In that case, we get

```( n = length(a); sum(a[mod1(i, n)] for i=1:n) )
```

and because `1 <= i <= n`, the part `mod1(i, n)` is just `i`. So the whole thing reduces to

```( n = length(a); sum(a[i] for i=1:n) )
```

which just computes the sum of the elements of `a`.

What happens when `stride` is greater than one? Let's take `stride = 4` as an example. In this case, we obtain

```( n = length(a); sum(a[mod1(4*i, n)] for i=1:n) )
```

and so we are summing

```a + a + a + a + a + ...
```

After about 2^23 summands, we end up with:

```... + a[2^25 - 15] + a[2^25 - 11] + a[2^25 - 7] + a[2^25 - 3]
```

and that's when something interesting happens. The next value of `4*i` will be `2^25`, and because of `mod1(..., n)`, that brings us back to `1`. So this continues with

```+ a + a + a + ...
```

and we fill up exactly the gaps that we left in the first iteration. A similar thing occurs twice more. The end result is that we sum the same numbers, but in a different order. Indeed, we get the same result:

```julia> s(A, 1) == s(A, 4)
true
```

In case you wonder why the gaps fill up as nicely as they do: the technical reason is that `stride` (in this case `4`) and `n` (in this case `2^25 - 1`) have a least common multiple that is equal to their product. Another way of saying that is that they have a greatest common divisor equal to `1`. And that's because `4` is a power of two, but `2^25 - 1` is odd. Try it out:

```julia> s(A, 1) == s(A, 2)
true
julia> s(A, 1) == s(A, 4)
true
julia> s(A, 1) == s(A, 8)
true
```

On the other hand, since `2^25 - 1` is divisible by it, `stride = 31` does not work:

```julia> s(A, 1) == s(A, 31)
false
```

### Timing

Let's get back to caching. As we've seen, we have different ways to compute the same sum. However, as you can see below, because of caching, the times they take are very different:

```julia> @time s(A, 1);
0.276059 seconds (9 allocations: 272 bytes)
julia> @time s(A, 2);
0.277251 seconds (9 allocations: 272 bytes)
julia> @time s(A, 8);
0.288234 seconds (9 allocations: 272 bytes)
julia> @time s(A,16);
0.456280 seconds (9 allocations: 272 bytes)
julia> @time s(A,64);
0.694755 seconds (9 allocations: 272 bytes)
julia> @time s(A,256);
1.232814 seconds (9 allocations: 272 bytes)
```

The last one is almost 5x slower than the first! Why? There's two possible reasons I can think of:

1. The bigger stride gives a bigger operand to the modulo operation, which may become slower as a result;
2. Out-of-order memory access is slower.

We can discard the first easily by collecting timings for the same computation but skipping the memory access (summing the indices instead):

```julia> t(a,stride) = (n = length(a); sum(mod1(stride*i,n) for i in 1:n));
julia> t(A,1) == t(A,256)
true
julia> @time t(A,1);
0.285911 seconds (8 allocations: 288 bytes)
julia> @time t(A,256);
0.272905 seconds (8 allocations: 288 bytes)
```

(As we can see, the `n` modulo operations dominate the operation for small values of `stride`. When we take that into account, the timing difference for memory access alone becomes far greater than just 5x.)

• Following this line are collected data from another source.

//! Problem data and solution representation.
//!
//! An [`Instance`] is the read-only facility table plus the aggregate
//! demand. A [`Solution`] is an ordered set of distinct facility indices;
//! it is feasible when the capacities of its members cover the demand.
//!
//! Only the open/close decision is modelled here. Assigning customers to
//! open facilities is left to whatever exact solver consumes the result.

mod solution;
mod types;

pub use solution::Solution;
pub use types::{Facility, Instance};
use image::{ImageFormat, RgbaImage};
use std::io::Cursor;

use super::{ProviderError, ProviderResult};

/// Recolor every pixel of a sprite to black, keeping its alpha, and re-encode as PNG.
pub fn blackout_png(bytes: &[u8]) -> ProviderResult<Vec<u8>> {
    let mut img: RgbaImage = image::load_from_memory(bytes)
        .map_err(|e| ProviderError::Payload(format!("Failed to decode sprite: {}", e)))?
        .to_rgba8();

    for pixel in img.pixels_mut() {
        pixel.0[0] = 0;
        pixel.0[1] = 0;
        pixel.0[2] = 0;
    }

    let mut out = Cursor::new(Vec::new());
    img.write_to(&mut out, ImageFormat::Png)
        .map_err(|e| ProviderError::Payload(format!("Failed to encode silhouette: {}", e)))?;
    Ok(out.into_inner())
}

This leaves the second reason. Whenever your CPU accesses data in memory, it doesn't just access the byte you requested; it requests a block of bytes (a cache line) and keeps them around. If you access those ones next, that will hardly cost any time compared to the initial access.

What does that mean for our case? If `stride=1`, we access our array in memory order. That means we reap maximal profit from the CPU's caching strategy: whenever it has retrieved a cache line, we'll read the entire thing before moving to the next cache line.

When the stride is greater, the effectiveness of the caching strategy rapidly diminishes, because we skip many of the bytes that the CPU has just made available to us.

### Conclusion

In conclusion, it is very easy to see low-level caching effects measureably in real-life. There is a few related topics that we haven't touched at all:

• The compiler may 'vectorize' some operations. That is, `sum(a)` may be compiled to an even faster version than what we've seen above.
• There is several cache layers, each subsequent layer being slower-but-bigger. By analyzing the timing increases above, it should be possible to understand the timings and sizes of these cache layers.
• I still want to show you how this relates back to priority queues :)

All of those topics are for another time. Thanks for reading!